Key areas of the proposals
- Misleading practices such as fake “wins”; “free” goods which are not; falsely claiming to be members of a trade association; or selling “miracle products” which falsely claim to cure illness or restore youth.
- Aggressive sellers using persistent sales calls; salespersons who ignore requests to leave; threats to damage the consumer’s credit rating unless they pay a disputed debt; aggressive wheel-clamping; or “presentations” where intimidating doormen made it difficult for consumers to leave.
- New remedies. The Commissions suggest two tiers. Tier 1 remedies use the purchase price as a benchmark. If the consumer acts quickly they may be entitled to a full refund or otherwise a discount. The tier 2 remedies are more like conventional damages but make express provision for distress and inconvenience.
Both aggressive and misleading practices are criminal offences under the Consumer Protection from Unfair Trading Regulations 2008 (SI 2008/1277) (the 2008 regs). However, even when a trader is found guilty consumers have no direct right to claim compensation under the 2008 regs. Consumers have to rely on existing civil law. The current law is out of date, complicated and too narrow.
Where a consumer has been misled, they might have a contractual claim. But it will often be hard to tell whether the misrepresentation became a contract term.

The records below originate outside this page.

//! TurtleBot 4 Setup - Main CLI Application
//!
//! Reads the robot's configuration files, applies one edit and writes the
//! files back.

use clap::Parser;
use std::process;
use turtlebot4_setup::{
    cli::{Cli, Command},
    config::{display_settings_summary, load_settings, validate_config, EnvManager, ValidationLevel},
    error::{AppError, ErrorReporter, Result},
    logging::LoggerFactory,
    models::{Category, ConfigValue, SetOutcome, Settings},
    orchestrator::ConfigOrchestrator,
    output::{OutputFormatter, OutputFormatterFactory},
    PKG_NAME, VERSION,
};

fn main() {
    // Set up better panic handling
    std::panic::set_hook(Box::new(|panic_info| {
        eprintln!("Application panic: {}", panic_info);
        eprintln!("Please report this issue with the command that triggered it.");
        process::exit(99);
    }));

    let cli = Cli::parse();
    let reporter = ErrorReporter::new(cli.use_colors(), cli.verbose || cli.debug);

    if let Err(e) = run_application(cli) {
        reporter.report_error(&e);
        process::exit(e.exit_code());
    }
}

/// Main application logic
fn run_application(cli: Cli) -> Result<()> {
    if cli.command == Command::Env {
        return show_env_help();
    }

    let settings = load_settings(cli.clone())?;
    if !settings.enable_color {
        colored::control::set_override(false);
    }

    let factory = LoggerFactory::new(settings.clone());
    let logger = factory.create_logger(PKG_NAME);

    if settings.debug {
        logger
            .debug(&format!("{} v{} ({}, built {})", PKG_NAME, VERSION, env!("GIT_COMMIT"), env!("BUILD_TIME")))
            .log();
        logger.debug(&cli.get_config_summary()).log();
        logger.debug(&display_settings_summary(&settings)).log();
    }

    let mut orchestrator = ConfigOrchestrator::from_settings(&settings, logger.named("orchestrator"));
    orchestrator.read()?;

    let formatter = match cli.command {
        Command::Show { json: true, .. } => OutputFormatterFactory::create_json_formatter(),
        _ => OutputFormatterFactory::create_formatter(settings.enable_color, settings.verbose),
    };

    match cli.command {
        Command::Show { category, .. } => {
            println!("{}", formatter.format_model(orchestrator.model(), category)?);
        }
        Command::Get { key } => {
            println!("{}", formatter.format_value(key, &orchestrator.get(key))?);
        }
        Command::Set { key, value, dry_run } => {
            let outcome = orchestrator.set(key, ConfigValue::from(value))?;
            if let SetOutcome::Rejected(reason) = &outcome {
                return Err(AppError::validation(format!("{} left unchanged: {}", key, reason)));
            }
            println!("{}", formatter.format_set_outcome(key, &outcome, &orchestrator.get(key))?);
            save(&mut orchestrator, key.category(), dry_run, formatter.as_ref(), &settings)?;
        }
        Command::Reset { category, dry_run } => {
            orchestrator.apply_default(category);
            println!("{}", formatter.format_model(orchestrator.model(), Some(category))?);
            save(&mut orchestrator, category, dry_run, formatter.as_ref(), &settings)?;
        }
        Command::Apply => {
            orchestrator.write()?;
            println!("{}", formatter.format_success("Configuration written")?);
        }
        Command::Discovery { create3 } => {
            let line = if create3 {
                formatter.format_discovery("Create 3 server list", &orchestrator.create3_server_str())?
            } else {
                formatter.format_discovery("ROS_DISCOVERY_SERVER", &orchestrator.discovery_str())?
            };
            println!("{}", line);
        }
        Command::Validate => {
            let warnings = validate_config(orchestrator.model());
            println!("{}", formatter.format_warnings(&warnings)?);

            let errors = warnings.iter().filter(|w| w.level == ValidationLevel::Error).count();
            if errors > 0 {
                return Err(AppError::validation(format!("{} error(s) in the configuration", errors)));
            }
        }
        // Handled before the configuration is read
        Command::Env => {}
    }

    Ok(())
}

/// Write the files touched by an edit, or list them for a dry run
fn save(
    orchestrator: &mut ConfigOrchestrator,
    category: Category,
    dry_run: bool,
    formatter: &dyn OutputFormatter,
    settings: &Settings,
) -> Result<()> {
    if dry_run {
        let writes = match category {
            Category::Discovery => orchestrator.plan_discovery()?,
            _ => orchestrator.plan_write()?,
        };
        for write in writes {
            let line = format!("Would write {} ({} bytes)", write.path.display(), write.contents.len());
            println!("{}", formatter.format_warning(&line)?);
            if settings.verbose {
                println!("{}", write.contents);
            }
        }
        return Ok(());
    }

    match category {
        Category::Discovery => orchestrator.write_discovery()?,
        _ => orchestrator.write()?,
    }
    println!("{}", formatter.format_success("Configuration written")?);
    Ok(())
}

fn show_env_help() -> Result<()> {
    println!("{}", EnvManager::display_env_help());

    for warning in EnvManager::validate_current_env() {
        eprintln!("{}", warning);
    }
    Ok(())
}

Alternatively, the Misrepresentation Act 1967 might apply. However, it is far from straightforward, with its “fraud analogy” and complex case law about how damages should be calculated.
The current law on aggressive practices raises more fundamental problems. If the same consumer has suffered an aggressive sales pitch, advising them about their legal rights and what they are entitled to is very difficult. Doctrines like duress and claims under the Protection from Harassment Act 1997 are often ill-suited to consumer transactions.
Consumer groups also claim that vulnerable consumers such as the elderly and disabled are particularly ill-served by the current law. Abuses in the mobility aids sector—such as inflating prices by 400% in door-step sales to house-bound individuals—illustrate some of the worst practices. The Office of Fair Trading is also making an independent investigation in this area.
Liability
The Law Commissions propose a new Act to protect consumers from misleading and aggressive practices. The proposals use the 2008 regs as a starting point in defining liability. Businesses have to comply with the 2008 regs already. From consumer groups’ perspective they provide a single scheme addressing the more problematic practices in the market place. However a blanket right of redress based on the 2008 regs may be too broad and ultimately unhelpful to consumers. For example, the Commissions do not propose there should be liability for misleading omissions. Land transactions and financial services would be excluded.
The proposals do not include a significant change to the current law of misrepresentation although the Commissions hope to make the rules on damages clearer. The proposals on aggressive practices would, on the other hand, extend the scope of consumer protection from pressure selling by clarifying the rules on liability and damages.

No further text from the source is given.